Overview of "Observation of Single Top Quark Production and Measurement of |V_tb| with CDF"

This paper by the CDF Collaboration presents the observation of single top quark production using 3.2 fb⁻¹ of proton-antiproton collision data at a center-of-mass energy of √s = 1.96 TeV, collected by the Collider Detector at Fermilab (CDF). The research not only confirms the production of single top quarks but also provides a precise measurement of the associated cross section and CKM matrix element |V_tb|.

Experimental Design

The analysis focuses on events characterized by the presence of a final state from a single top quark decay. These events include leptons, missing transverse energy (from neutrinos), and jets, specifically b-jets. The single top quark production channels analyzed are the s-channel and t-channel processes. Distinct discriminant techniques are applied to isolate the signal from significant Standard Model background processes such as W + jets and top-antitop (t\bar{t}) production.

Methodology

The team employed four multivariate analysis techniques to classify events based on their likelihood of being signal-like or background-like:

1. Likelihood Functions (LF): Employs probability density functions for separating signal from background within selected bins of input variables.
2. Matrix Element Method (ME): Utilizes complex subroutines based on parton-level differential cross sections to estimate the likelihood of events emanating from specific signal or background processes.
3. Neural Networks (NN): Implements machine learning models trained using a mix of signal and background samples to create discriminant functions optimized for signal isolation.
4. Boosted Decision Trees (BDT): Leverages an ensemble of decision trees to enhance classification stability and discrimination power through adaptive boosting techniques.

These methods exploit the kinematic features of single top quark events and precisely measure quantities such as invariant masses, scalar sums of energies, angular distributions, and jet flavor qualities.

Results

The analysis yields a measurement of the single top quark production cross section σs+t = 2.3^{+0.6}{-0.5} pb, consistent with the Standard Model predictions. The paper reports a statistically significant observation with a significance of 5.0σ beyond the background-only model.

The extracted CKM matrix element |V_tb| = 0.91^{+0.11}_{-0.11}(stat+sys)±0.07(theory) supports the expectations of the Standard Model. Additionally, the measurement sets a lower limit |V_tb| > 0.71 at 95% confidence, assuming a top quark mass of 175 GeV/c².

Implications

This result completes a comprehensive view of single top quark production in the context of the SM. It improves constraints on the CKM matrix, providing insight into electroweak processes involving the third generation of quarks. The methodology and cross-section measurements can pave the way for further exploration and refinement of top quark physics, including its interplay with potential new physics scenarios beyond the Standard Model.

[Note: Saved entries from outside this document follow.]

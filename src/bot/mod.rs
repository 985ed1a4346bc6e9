//! # Bot Module
//!
//! Discord surface for the playback coordinator.
//!
//! The bot owns one [`PlayerRegistry`] (a coordinator per guild), the track
//! resolver, and the usage store + stats aggregator. Slash commands are thin:
//! they parse arguments, delegate to the guild's coordinator or the stats
//! aggregator, and format the reply. All playback state lives in the
//! coordinator, never here.

use std::sync::Arc;

use anyhow::Result;
use serenity::{
    all::{ChannelId, Context, EventHandler, GuildId, Interaction, Ready, VoiceState},
    async_trait,
};
use tracing::{error, info};

pub mod commands;
pub mod handlers;

use crate::config::Config;
use crate::player::voice::SongbirdVoice;
use crate::player::{PlaybackCoordinator, PlayerRegistry};
use crate::resolver::TrackResolver;
use crate::usage::stats::StatsAggregator;
use crate::usage::store::UsageStore;

pub struct TempoBot {
    pub config: Arc<Config>,
    pub registry: Arc<PlayerRegistry>,
    pub resolver: Arc<dyn TrackResolver>,
    pub stats: StatsAggregator,
    pub store: Arc<UsageStore>,
}

impl TempoBot {
    pub fn new(
        config: Arc<Config>,
        registry: Arc<PlayerRegistry>,
        resolver: Arc<dyn TrackResolver>,
        store: Arc<UsageStore>,
    ) -> Self {
        Self {
            config,
            registry,
            resolver,
            stats: StatsAggregator::new(store.clone()),
            store,
        }
    }

    /// Une el bot al canal de voz y deja listo el coordinador de la guild.
    pub async fn join_voice(
        &self,
        ctx: &Context,
        guild_id: GuildId,
        channel_id: ChannelId,
    ) -> Result<Arc<PlaybackCoordinator>> {
        let manager = songbird::get(ctx)
            .await
            .ok_or_else(|| anyhow::anyhow!("Songbird no inicializado"))?;

        let call = manager
            .join(guild_id, channel_id)
            .await
            .map_err(|e| anyhow::anyhow!("No se pudo conectar al canal de voz: {e}"))?;

        let coordinator = self.registry.obtain_for_session(guild_id);
        let voice = SongbirdVoice::new(
            call,
            coordinator.completion_sender(),
            self.config.default_volume,
        );
        coordinator.clone().connect(Arc::new(voice));

        info!("🔊 Conectado al canal de voz en guild {}", guild_id);
        Ok(coordinator)
    }

    /// Desconecta al bot de la guild, persistiendo la reproducción abierta.
    pub async fn leave_voice(&self, ctx: &Context, guild_id: GuildId) -> Result<bool> {
        let left = self.registry.leave(guild_id).await;

        if let Some(manager) = songbird::get(ctx).await {
            let _ = manager.remove(guild_id).await;
        }
        Ok(left)
    }
}

#[async_trait]
impl EventHandler for TempoBot {
    async fn ready(&self, ctx: Context, ready: Ready) {
        info!("🤖 {} está en línea!", ready.user.name);
        info!("📊 Conectado a {} servidores", ready.guilds.len());
        info!("🔧 Application ID: {}", self.config.application_id);

        let result = match self.config.guild_id {
            Some(guild_id) => {
                commands::register_guild_commands(&ctx, GuildId::from(guild_id)).await
            }
            None => commands::register_global_commands(&ctx).await,
        };
        if let Err(e) = result {
            error!("Error al registrar comandos: {:?}", e);
        }
    }

    async fn interaction_create(&self, ctx: Context, interaction: Interaction) {
        if let Interaction::Command(command) = interaction {
            if let Err(e) = handlers::handle_command(&ctx, command, self).await {
                error!("Error manejando comando: {:?}", e);
            }
        }
    }

    /// Vigila el estado de voz para dos casos: el bot desconectado a mano
    /// (limpiar su coordinador) y el bot solo en el canal (salir).
    async fn voice_state_update(&self, ctx: Context, old: Option<VoiceState>, new: VoiceState) {
        let current_user_id = ctx.cache.current_user().id;

        // el bot fue desconectado externamente
        if new.user_id == current_user_id && new.channel_id.is_none() {
            if let Some(guild_id) = new.guild_id {
                info!("🔌 Bot desconectado en guild {}", guild_id);
                self.registry.leave(guild_id).await;
                return;
            }
        }

        // auto-salida si el bot quedó solo en su canal
        let Some(guild_id) = new.guild_id.or_else(|| old.as_ref().and_then(|o| o.guild_id))
        else {
            return;
        };
        let Some(manager) = songbird::get(&ctx).await else {
            return;
        };
        let Some(call) = manager.get(guild_id) else {
            return;
        };
        let bot_channel = { call.lock().await.current_channel() };
        let Some(bot_channel) = bot_channel else {
            return;
        };
        let bot_channel = ChannelId::from(bot_channel.0);

        let alone = {
            let Some(guild) = ctx.cache.guild(guild_id) else {
                return;
            };
            guild
                .voice_states
                .values()
                .filter(|vs| vs.channel_id == Some(bot_channel) && vs.user_id != current_user_id)
                .count()
                == 0
        };

        if alone {
            info!("🚪 Bot solo en el canal de guild {}, saliendo", guild_id);
            self.registry.leave(guild_id).await;
            let _ = manager.remove(guild_id).await;
        }
    }
}
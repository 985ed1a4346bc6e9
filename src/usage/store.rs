use std::collections::HashMap;
use std::hash::Hash;
use std::path::{Path, PathBuf};

use anyhow::{Context, Result};
use chrono::NaiveDate;
use tokio::fs::{self, OpenOptions};
use tokio::io::AsyncWriteExt;
use tokio::sync::RwLock;
use tracing::{error, info, warn};

use super::{EventKind, TrackPlayed, TrackRequested, UsageEvent, UsageFilter};

const EVENTS_FILE: &str = "usage_events.jsonl";

/// Almacén append-only de eventos de uso.
///
/// Persistencia en JSON Lines sobre el directorio de datos, con un índice en
/// memoria para las consultas. Los eventos son inserciones independientes por
/// guild; las consultas son agregados de solo lectura, así que lectores y
/// escritores de distintas guilds no se estorban.
pub struct UsageStore {
    enabled: bool,
    path: PathBuf,
    events: RwLock<Vec<UsageEvent>>,
}

impl UsageStore {
    /// Abre el almacén bajo `data_dir`, cargando los eventos existentes.
    /// Con `reset`, el log previo se elimina antes de cargar.
    pub async fn open(data_dir: &Path, enabled: bool, reset: bool) -> Result<Self> {
        fs::create_dir_all(data_dir)
            .await
            .with_context(|| format!("creando directorio de datos {}", data_dir.display()))?;
        let path = data_dir.join(EVENTS_FILE);

        if reset && fs::try_exists(&path).await.unwrap_or(false) {
            fs::remove_file(&path)
                .await
                .with_context(|| format!("reiniciando log de uso {}", path.display()))?;
            info!("🗑️ Log de uso reiniciado");
        }

        let mut events = Vec::new();
        if enabled {
            if let Ok(content) = fs::read_to_string(&path).await {
                let mut malformed = 0usize;
                for line in content.lines().filter(|l| !l.trim().is_empty()) {
                    match serde_json::from_str::<UsageEvent>(line) {
                        Ok(event) => events.push(event),
                        Err(_) => malformed += 1,
                    }
                }
                if malformed > 0 {
                    warn!("⚠️ {} líneas ilegibles ignoradas en el log de uso", malformed);
                }
            }
            info!("📂 Log de uso cargado: {} eventos", events.len());
        }

        Ok(Self {
            enabled,
            path,
            events: RwLock::new(events),
        })
    }

    pub fn is_enabled(&self) -> bool {
        self.enabled
    }

    /// Registra un evento de forma duradera. Los fallos de escritura se
    /// reportan aquí mismo con contexto; nunca llegan al camino de
    /// reproducción.
    pub async fn record(&self, event: UsageEvent) {
        if !self.enabled {
            return;
        }

        let line = match serde_json::to_string(&event) {
            Ok(line) => line,
            Err(e) => {
                error!(
                    "💾 No se pudo serializar evento de uso (guild {}, track {}): {}",
                    event.guild_id(),
                    event.track_id(),
                    e
                );
                return;
            }
        };

        self.events.write().await.push(event.clone());

        if let Err(e) = self.append_line(&line).await {
            error!(
                "💾 No se pudo persistir evento de uso (guild {}, track {}): {:#}",
                event.guild_id(),
                event.track_id(),
                e
            );
        }
    }

    async fn append_line(&self, line: &str) -> Result<()> {
        let mut file = OpenOptions::new()
            .create(true)
            .append(true)
            .open(&self.path)
            .await?;
        file.write_all(line.as_bytes()).await?;
        file.write_all(b"\n").await?;
        Ok(())
    }

    pub async fn count(&self, kind: EventKind, filter: &UsageFilter) -> usize {
        self.events
            .read()
            .await
            .iter()
            .filter(|e| e.kind() == kind && filter.matches(e))
            .count()
    }

    /// Suma de `duration_seconds` sobre los TrackPlayed que casan con el filtro.
    pub async fn total_play_duration(&self, filter: &UsageFilter) -> f64 {
        self.events
            .read()
            .await
            .iter()
            .filter_map(|e| match e {
                UsageEvent::TrackPlayed(p) if filter.matches(e) => Some(p.duration_seconds),
                _ => None,
            })
            .sum()
    }

    /// Eventos de solicitud que casan con el filtro, en orden de inserción.
    #[allow(dead_code)]
    pub async fn requested_events(&self, filter: &UsageFilter) -> Vec<TrackRequested> {
        self.events
            .read()
            .await
            .iter()
            .filter_map(|e| match e {
                UsageEvent::TrackRequested(r) if filter.matches(e) => Some(r.clone()),
                _ => None,
            })
            .collect()
    }

    /// Eventos de reproducción que casan con el filtro, en orden de inserción.
    #[allow(dead_code)]
    pub async fn played_events(&self, filter: &UsageFilter) -> Vec<TrackPlayed> {
        self.events
            .read()
            .await
            .iter()
            .filter_map(|e| match e {
                UsageEvent::TrackPlayed(p) if filter.matches(e) => Some(p.clone()),
                _ => None,
            })
            .collect()
    }

    pub async fn first_request(&self, filter: &UsageFilter) -> Option<TrackRequested> {
        self.request_by_timestamp(filter, |a, b| a.timestamp < b.timestamp)
            .await
    }

    pub async fn latest_request(&self, filter: &UsageFilter) -> Option<TrackRequested> {
        self.request_by_timestamp(filter, |a, b| a.timestamp > b.timestamp)
            .await
    }

    async fn request_by_timestamp(
        &self,
        filter: &UsageFilter,
        better: impl Fn(&TrackRequested, &TrackRequested) -> bool,
    ) -> Option<TrackRequested> {
        let events = self.events.read().await;
        let mut best: Option<&TrackRequested> = None;
        for event in events.iter() {
            if let UsageEvent::TrackRequested(request) = event {
                if filter.matches(event) && best.map_or(true, |b| better(request, b)) {
                    best = Some(request);
                }
            }
        }
        best.cloned()
    }

    /// Track más solicitado. Empates: gana la primera aparición en el log.
    pub async fn most_requested_track(&self, filter: &UsageFilter) -> Option<(String, usize)> {
        self.most_common(filter, |request| request.track_id.clone())
            .await
    }

    /// Solicitante más frecuente. Empates: gana la primera aparición en el log.
    pub async fn most_frequent_requester(&self, filter: &UsageFilter) -> Option<(u64, usize)> {
        self.most_common(filter, |request| request.requester_id).await
    }

    async fn most_common<K: Eq + Hash + Clone>(
        &self,
        filter: &UsageFilter,
        key: impl Fn(&TrackRequested) -> K,
    ) -> Option<(K, usize)> {
        let events = self.events.read().await;
        // (conteo, índice de primera aparición) por clave
        let mut counts: HashMap<K, (usize, usize)> = HashMap::new();
        let mut order = 0usize;
        for event in events.iter() {
            if let UsageEvent::TrackRequested(request) = event {
                if filter.matches(event) {
                    let entry = counts.entry(key(request)).or_insert((0, order));
                    entry.0 += 1;
                    order += 1;
                }
            }
        }
        counts
            .into_iter()
            .min_by(|(_, (ca, fa)), (_, (cb, fb))| cb.cmp(ca).then(fa.cmp(fb)))
            .map(|(k, (count, _))| (k, count))
    }

    /// Conteos por día natural (UTC), ordenados por fecha ascendente.
    pub async fn counts_by_day(
        &self,
        kind: EventKind,
        filter: &UsageFilter,
    ) -> Vec<(NaiveDate, usize)> {
        let events = self.events.read().await;
        let mut counts: HashMap<NaiveDate, usize> = HashMap::new();
        for event in events.iter() {
            if event.kind() == kind && filter.matches(event) {
                *counts.entry(event.timestamp().date_naive()).or_default() += 1;
            }
        }
        let mut by_day: Vec<_> = counts.into_iter().collect();
        by_day.sort_by_key(|(date, _)| *date);
        by_day
    }
}

#[cfg(test)]
mod tests {
    use super::*;
    use crate::usage::TrackPlayed;
    use chrono::{TimeDelta, Utc};
    use pretty_assertions::assert_eq;

    fn request(guild: u64, requester: u64, track: &str, offset_secs: i64) -> UsageEvent {
        UsageEvent::TrackRequested(TrackRequested {
            timestamp: Utc::now() + TimeDelta::seconds(offset_secs),
            guild_id: guild,
            requester_id: requester,
            track_id: track.to_string(),
        })
    }

    fn play(guild: u64, requester: u64, track: &str, duration: f64) -> UsageEvent {
        UsageEvent::TrackPlayed(TrackPlayed {
            timestamp: Utc::now(),
            guild_id: guild,
            requester_id: requester,
            track_id: track.to_string(),
            duration_seconds: duration,
        })
    }

    async fn store_in(dir: &tempfile::TempDir) -> UsageStore {
        UsageStore::open(dir.path(), true, false).await.unwrap()
    }

    #[tokio::test]
    async fn events_survive_a_reopen() {
        let dir = tempfile::tempdir().unwrap();
        {
            let store = store_in(&dir).await;
            store.record(request(1, 2, "a", 0)).await;
            store.record(play(1, 2, "a", 30.0)).await;
        }

        let store = store_in(&dir).await;
        let filter = UsageFilter::guild(1);
        assert_eq!(store.count(EventKind::Requested, &filter).await, 1);
        assert_eq!(store.count(EventKind::Played, &filter).await, 1);
        assert_eq!(store.total_play_duration(&filter).await, 30.0);
    }

    #[tokio::test]
    async fn reset_discards_previous_log() {
        let dir = tempfile::tempdir().unwrap();
        {
            let store = store_in(&dir).await;
            store.record(request(1, 2, "a", 0)).await;
        }

        let store = UsageStore::open(dir.path(), true, true).await.unwrap();
        assert_eq!(store.count(EventKind::Requested, &UsageFilter::guild(1)).await, 0);
    }

    #[tokio::test]
    async fn disabled_store_records_nothing() {
        let dir = tempfile::tempdir().unwrap();
        let store = UsageStore::open(dir.path(), false, false).await.unwrap();
        store.record(request(1, 2, "a", 0)).await;

        assert_eq!(store.count(EventKind::Requested, &UsageFilter::guild(1)).await, 0);
        assert!(!fs::try_exists(dir.path().join(EVENTS_FILE)).await.unwrap());
    }

    #[tokio::test]
    async fn malformed_lines_are_skipped_on_load() {
        let dir = tempfile::tempdir().unwrap();
        {
            let store = store_in(&dir).await;
            store.record(request(1, 2, "a", 0)).await;
        }
        let path = dir.path().join(EVENTS_FILE);
        let mut content = std::fs::read_to_string(&path).unwrap();
        content.push_str("esto no es json\n");
        std::fs::write(&path, content).unwrap();

        let store = store_in(&dir).await;
        assert_eq!(store.count(EventKind::Requested, &UsageFilter::guild(1)).await, 1);
    }

    #[tokio::test]
    async fn queries_respect_the_filter() {
        let dir = tempfile::tempdir().unwrap();
        let store = store_in(&dir).await;
        store.record(request(1, 10, "a", 0)).await;
        store.record(request(1, 11, "b", 1)).await;
        store.record(request(2, 10, "a", 2)).await;
        store.record(play(1, 10, "a", 30.0)).await;
        store.record(play(1, 11, "b", 45.0)).await;

        let by_requester = UsageFilter::guild(1).with_requester(10);
        assert_eq!(store.count(EventKind::Requested, &by_requester).await, 1);
        assert_eq!(store.total_play_duration(&by_requester).await, 30.0);

        let by_track = UsageFilter::guild(1).with_track("b");
        assert_eq!(store.count(EventKind::Played, &by_track).await, 1);
        assert_eq!(store.total_play_duration(&by_track).await, 45.0);
    }

    #[tokio::test]
    async fn first_and_latest_request_by_timestamp() {
        let dir = tempfile::tempdir().unwrap();
        let store = store_in(&dir).await;
        store.record(request(1, 10, "a", -100)).await;
        store.record(request(1, 11, "b", 50)).await;
        store.record(request(1, 12, "c", -50)).await;

        let filter = UsageFilter::guild(1);
        assert_eq!(store.first_request(&filter).await.unwrap().track_id, "a");
        assert_eq!(store.latest_request(&filter).await.unwrap().track_id, "b");
        assert!(store.first_request(&UsageFilter::guild(9)).await.is_none());
    }

    #[tokio::test]
    async fn most_common_breaks_ties_by_first_occurrence() {
        let dir = tempfile::tempdir().unwrap();
        let store = store_in(&dir).await;
        // 20 y 10 empatan a dos solicitudes; 20 apareció primero
        store.record(request(1, 20, "a", 0)).await;
        store.record(request(1, 10, "b", 1)).await;
        store.record(request(1, 10, "c", 2)).await;
        store.record(request(1, 20, "d", 3)).await;

        let filter = UsageFilter::guild(1);
        assert_eq!(store.most_frequent_requester(&filter).await, Some((20, 2)));

        // mismo criterio para tracks
        store.record(request(1, 30, "x", 4)).await;
        store.record(request(1, 30, "y", 5)).await;
        store.record(request(1, 30, "x", 6)).await;
        assert_eq!(store.most_requested_track(&filter).await, Some(("x".into(), 2)));
    }

    #[tokio::test]
    async fn most_common_on_empty_store_is_none() {
        let dir = tempfile::tempdir().unwrap();
        let store = store_in(&dir).await;
        assert_eq!(store.most_requested_track(&UsageFilter::guild(1)).await, None);
    }

    #[tokio::test]
    async fn counts_by_day_groups_and_sorts() {
        let dir = tempfile::tempdir().unwrap();
        let store = store_in(&dir).await;
        let day = 24 * 3600;
        store.record(request(1, 10, "a", -2 * day)).await;
        store.record(request(1, 10, "b", -2 * day)).await;
        store.record(request(1, 10, "c", 0)).await;

        let counts = store
            .counts_by_day(EventKind::Requested, &UsageFilter::guild(1))
            .await;
        assert_eq!(counts.len(), 2);
        assert!(counts[0].0 < counts[1].0);
        assert_eq!(counts[0].1, 2);
        assert_eq!(counts[1].1, 1);
    }
}
use anyhow::Result;
use serde::{Deserialize, Serialize};
use std::path::PathBuf;
use std::time::Duration;

#[derive(Debug, Clone, Deserialize, Serialize)]
pub struct Config {
    // Discord
    pub discord_token: String,
    pub application_id: u64,
    pub guild_id: Option<u64>, // Para comandos de desarrollo

    // Reproducción
    pub default_volume: f32,
    pub max_queue_size: usize,
    pub queue_page_size: usize,
    pub inactivity_timeout_secs: u64,

    // Registro de uso
    pub data_dir: PathBuf,
    pub enable_usage_log: bool,
    pub reset_usage_log: bool,
}

impl Config {
    pub fn load() -> Result<Self> {
        dotenvy::dotenv().ok();

        let config = Self {
            // Discord
            discord_token: std::env::var("DISCORD_TOKEN")?,
            application_id: std::env::var("APPLICATION_ID")?.parse()?,
            guild_id: std::env::var("GUILD_ID").ok().and_then(|s| s.parse().ok()),

            // Reproducción
            default_volume: std::env::var("DEFAULT_VOLUME")
                .unwrap_or_else(|_| "0.5".to_string())
                .parse()?,
            max_queue_size: std::env::var("MAX_QUEUE_SIZE")
                .unwrap_or_else(|_| "500".to_string())
                .parse()?,
            queue_page_size: std::env::var("QUEUE_PAGE_SIZE")
                .unwrap_or_else(|_| "10".to_string())
                .parse()?,
            inactivity_timeout_secs: std::env::var("INACTIVITY_TIMEOUT")
                .unwrap_or_else(|_| "600".to_string())
                .parse()?,

            // Registro de uso
            data_dir: std::env::var("DATA_DIR")
                .unwrap_or_else(|_| "data".to_string())
                .into(),
            enable_usage_log: std::env::var("ENABLE_USAGE_LOG")
                .unwrap_or_else(|_| "true".to_string())
                .parse()?,
            reset_usage_log: std::env::var("RESET_USAGE_LOG")
                .unwrap_or_else(|_| "false".to_string())
                .parse()?,
        };

        config.validate()?;
        Ok(config)
    }

    /// Validates configuration values for correctness.
    ///
    /// Catches the common mistakes that would otherwise surface as confusing
    /// runtime behavior (a zero-size queue, a volume Discord clamps anyway).
    pub fn validate(&self) -> Result<()> {
        if self.default_volume < 0.0 || self.default_volume > 2.0 {
            anyhow::bail!(
                "Default volume must be between 0.0 and 2.0, got: {}",
                self.default_volume
            );
        }
        if self.max_queue_size == 0 {
            anyhow::bail!("Max queue size must be greater than 0");
        }
        if self.queue_page_size == 0 {
            anyhow::bail!("Queue page size must be greater than 0");
        }
        if self.inactivity_timeout_secs == 0 {
            anyhow::bail!("Inactivity timeout must be greater than 0");
        }
        Ok(())
    }

    pub fn inactivity_timeout(&self) -> Duration {
        Duration::from_secs(self.inactivity_timeout_secs)
    }
}

/// Valores por defecto, usados cuando las variables de entorno no están.
impl Default for Config {
    fn default() -> Self {
        Self {
            // Discord (sin defaults: deben proveerse)
            discord_token: String::new(),
            application_id: 0,
            guild_id: None,

            default_volume: 0.5,
            max_queue_size: 500,
            queue_page_size: 10,
            inactivity_timeout_secs: 600,

            data_dir: "data".into(),
            enable_usage_log: true,
            reset_usage_log: false,
        }
    }
}

#[cfg(test)]
mod tests {
    use super::*;

    #[test]
    fn default_config_is_valid() {
        assert!(Config::default().validate().is_ok());
    }

    #[test]
    fn validation_rejects_bad_values() {
        let bad_volume = Config {
            default_volume: 3.0,
            ..Config::default()
        };
        assert!(bad_volume.validate().is_err());

        let empty_queue = Config {
            max_queue_size: 0,
            ..Config::default()
        };
        assert!(empty_queue.validate().is_err());

        let zero_timeout = Config {
            inactivity_timeout_secs: 0,
            ..Config::default()
        };
        assert!(zero_timeout.validate().is_err());
    }
}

The successful observation of single top quark production also serves as a benchmark for future investigations into the Higgs boson production processes in the WHlvbb channel, thereby fortifying the search strategies toward major discoveries in particle physics.

Conclusion

The research represents a significant advance in top quark physics, contributing to a precise determination of the production rates and CKM matrix elements pertinent to the top quark. It exemplifies the synergy between theoretical predictions, sophisticated data analysis techniques, and high-energy collider experiments in deepening our understanding of the fundamental structure of matter.